Problem description: Every entry below is to be retyped exactly as it appears.

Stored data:

○ ○ ○ ○ ○ ○ ○

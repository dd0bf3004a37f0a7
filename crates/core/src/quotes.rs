//! Price quote type

use chrono::{DateTime, SecondsFormat, Utc};
use serde::Serialize;
use std::fmt;

use crate::{FetchError, FetchResult, Provider};

/// A single provider's BTC price observation.
///
/// A quote always carries a finite, positive price. Fields are read-only
/// once constructed.
#[derive(Debug, Clone, PartialEq, Serialize)]
pub struct Quote {
    provider: Provider,
    endpoint: String,
    currency_code: String,
    price: f64,
    timestamp: DateTime<Utc>,
}

impl Quote {
    pub fn new(
        provider: Provider,
        endpoint: impl Into<String>,
        currency_code: impl Into<String>,
        price: f64,
        timestamp: DateTime<Utc>,
    ) -> FetchResult<Self> {
        if !price.is_finite() || price <= 0.0 {
            return Err(FetchError::InvalidPrice(price));
        }

        Ok(Self {
            provider,
            endpoint: endpoint.into(),
            currency_code: currency_code.into(),
            price,
            timestamp,
        })
    }

    /// Build a quote stamped with the current UTC time
    pub fn captured_now(
        provider: Provider,
        endpoint: impl Into<String>,
        currency_code: impl Into<String>,
        price: f64,
    ) -> FetchResult<Self> {
        Self::new(provider, endpoint, currency_code, price, Utc::now())
    }

    pub fn provider(&self) -> Provider {
        self.provider
    }

    pub fn endpoint(&self) -> &str {
        &self.endpoint
    }

    pub fn currency_code(&self) -> &str {
        &self.currency_code
    }

    pub fn price(&self) -> f64 {
        self.price
    }

    pub fn timestamp(&self) -> DateTime<Utc> {
        self.timestamp
    }
}

impl fmt::Display for Quote {
    fn fmt(&self, f: &mut fmt::Formatter<'_>) -> fmt::Result {
        writeln!(f, "API Provider: {}", self.provider)?;
        writeln!(f, "API Endpoint: {}", self.endpoint)?;
        writeln!(
            f,
            "Timestamp: {}",
            self.timestamp.to_rfc3339_opts(SecondsFormat::Micros, true)
        )?;
        write!(f, "BTC Price: {} ({})", self.price, self.currency_code)
    }
}
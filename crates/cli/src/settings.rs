//! Runtime settings
//!
//! Layered: built-in defaults, then `BTC_PRICING_*` environment variables
//! (a `.env` file is loaded first by `main`), then command-line flags.

use serde::Deserialize;
use std::collections::HashMap;
use std::time::Duration;

use btc_core::{FeedConfig, FetchMode, Provider};
use btc_price_feed::{source_for, PriceSource};

use crate::cli::Args;

pub const ENV_PREFIX: &str = "BTC_PRICING";

#[derive(Debug, Clone, PartialEq, Deserialize)]
#[serde(default)]
pub struct Settings {
    pub timeout_secs: u64,
    pub user_agent: Option<String>,
    pub concurrent: bool,
    pub coindesk_url: Option<String>,
    pub coinbase_url: Option<String>,
    pub blockchain_url: Option<String>,
}

impl Default for Settings {
    fn default() -> Self {
        Self {
            timeout_secs: 10,
            user_agent: None,
            concurrent: false,
            coindesk_url: None,
            coinbase_url: None,
            blockchain_url: None,
        }
    }
}

impl Settings {
    pub fn load() -> anyhow::Result<Self> {
        Self::load_from(None)
    }

    /// Load with an explicit environment map instead of the process env
    pub fn load_from(env: Option<HashMap<String, String>>) -> anyhow::Result<Self> {
        let settings = config::Config::builder()
            .add_source(
                config::Environment::with_prefix(ENV_PREFIX)
                    .try_parsing(true)
                    .source(env),
            )
            .build()?;

        Ok(settings.try_deserialize()?)
    }

    pub fn apply_args(mut self, args: &Args) -> Self {
        if let Some(secs) = args.timeout_secs {
            self.timeout_secs = secs;
        }
        if args.concurrent {
            self.concurrent = true;
        }
        self
    }

    pub fn feed_config(&self) -> FeedConfig {
        let config = FeedConfig::default().with_timeout(Duration::from_secs(self.timeout_secs));
        match &self.user_agent {
            Some(agent) => config.with_user_agent(agent.clone()),
            None => config,
        }
    }

    pub fn fetch_mode(&self) -> FetchMode {
        if self.concurrent {
            FetchMode::Concurrent
        } else {
            FetchMode::Sequential
        }
    }

    pub fn endpoint(&self, provider: Provider) -> String {
        let configured = match provider {
            Provider::CoinDesk => &self.coindesk_url,
            Provider::Coinbase => &self.coinbase_url,
            Provider::BlockchainInfo => &self.blockchain_url,
        };
        configured
            .clone()
            .unwrap_or_else(|| provider.default_endpoint().to_string())
    }

    /// All feeds, honouring endpoint overrides
    pub fn sources(&self) -> Vec<Box<dyn PriceSource>> {
        Provider::ALL
            .iter()
            .map(|p| source_for(*p, self.endpoint(*p)))
            .collect()
    }
}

○ ○ ○ ○ ○ ○ ○

Finished task:
repository dd0bf3004a37f0a7
filename crates/core/src/quotes.rs
//! Price quote type

use chrono::{DateTime, SecondsFormat, Utc};
use serde::Serialize;
use std::fmt;

use crate::{FetchError, FetchResult, Provider};

/// A single provider's BTC price observation.
///
/// A quote always carries a finite, positive price. Fields are read-only
/// once constructed.
#[derive(Debug, Clone, PartialEq, Serialize)]
pub struct Quote {
    provider: Provider,
    endpoint: String,
    currency_code: String,
    price: f64,
    timestamp: DateTime<Utc>,
}

impl Quote {
    pub fn new(
        provider: Provider,
        endpoint: impl Into<String>,
        currency_code: impl Into<String>,
        price: f64,
        timestamp: DateTime<Utc>,
    ) -> FetchResult<Self> {
        if !price.is_finite() || price <= 0.0 {
            return Err(FetchError::InvalidPrice(price));
        }

        Ok(Self {
            provider,
            endpoint: endpoint.into(),
            currency_code: currency_code.into(),
            price,
            timestamp,
        })
    }

    /// Build a quote stamped with the current UTC time
    pub fn captured_now(
        provider: Provider,
        endpoint: impl Into<String>,
        currency_code: impl Into<String>,
        price: f64,
    ) -> FetchResult<Self> {
        Self::new(provider, endpoint, currency_code, price, Utc::now())
    }

    pub fn provider(&self) -> Provider {
        self.provider
    }

    pub fn endpoint(&self) -> &str {
        &self.endpoint
    }

    pub fn currency_code(&self) -> &str {
        &self.currency_code
    }

    pub fn price(&self) -> f64 {
        self.price
    }

    pub fn timestamp(&self) -> DateTime<Utc> {
        self.timestamp
    }
}

impl fmt::Display for Quote {
    fn fmt(&self, f: &mut fmt::Formatter<'_>) -> fmt::Result {
        writeln!(f, "API Provider: {}", self.provider)?;
        writeln!(f, "API Endpoint: {}", self.endpoint)?;
        writeln!(
            f,
            "Timestamp: {}",
            self.timestamp.to_rfc3339_opts(SecondsFormat::Micros, true)
        )?;
        write!(f, "BTC Price: {} ({})", self.price, self.currency_code)
    }
}
filename crates/cli/src/settings.rs
//! Runtime settings
//!
//! Layered: built-in defaults, then `BTC_PRICING_*` environment variables
//! (a `.env` file is loaded first by `main`), then command-line flags.

use serde::Deserialize;
use std::collections::HashMap;
use std::time::Duration;

use btc_core::{FeedConfig, FetchMode, Provider};
use btc_price_feed::{source_for, PriceSource};

use crate::cli::Args;

pub const ENV_PREFIX: &str = "BTC_PRICING";

#[derive(Debug, Clone, PartialEq, Deserialize)]
#[serde(default)]
pub struct Settings {
    pub timeout_secs: u64,
    pub user_agent: Option<String>,
    pub concurrent: bool,
    pub coindesk_url: Option<String>,
    pub coinbase_url: Option<String>,
    pub blockchain_url: Option<String>,
}

impl Default for Settings {
    fn default() -> Self {
        Self {
            timeout_secs: 10,
            user_agent: None,
            concurrent: false,
            coindesk_url: None,
            coinbase_url: None,
            blockchain_url: None,
        }
    }
}

impl Settings {
    pub fn load() -> anyhow::Result<Self> {
        Self::load_from(None)
    }

    /// Load with an explicit environment map instead of the process env
    pub fn load_from(env: Option<HashMap<String, String>>) -> anyhow::Result<Self> {
        let settings = config::Config::builder()
            .add_source(
                config::Environment::with_prefix(ENV_PREFIX)
                    .try_parsing(true)
                    .source(env),
            )
            .build()?;

        Ok(settings.try_deserialize()?)
    }

    pub fn apply_args(mut self, args: &Args) -> Self {
        if let Some(secs) = args.timeout_secs {
            self.timeout_secs = secs;
        }
        if args.concurrent {
            self.concurrent = true;
        }
        self
    }

    pub fn feed_config(&self) -> FeedConfig {
        let config = FeedConfig::default().with_timeout(Duration::from_secs(self.timeout_secs));
        match &self.user_agent {
            Some(agent) => config.with_user_agent(agent.clone()),
            None => config,
        }
    }

    pub fn fetch_mode(&self) -> FetchMode {
        if self.concurrent {
            FetchMode::Concurrent
        } else {
            FetchMode::Sequential
        }
    }

    pub fn endpoint(&self, provider: Provider) -> String {
        let configured = match provider {
            Provider::CoinDesk => &self.coindesk_url,
            Provider::Coinbase => &self.coinbase_url,
            Provider::BlockchainInfo => &self.blockchain_url,
        };
        configured
            .clone()
            .unwrap_or_else(|| provider.default_endpoint().to_string())
    }

    /// All feeds, honouring endpoint overrides
    pub fn sources(&self) -> Vec<Box<dyn PriceSource>> {
        Provider::ALL
            .iter()
            .map(|p| source_for(*p, self.endpoint(*p)))
            .collect()
    }
}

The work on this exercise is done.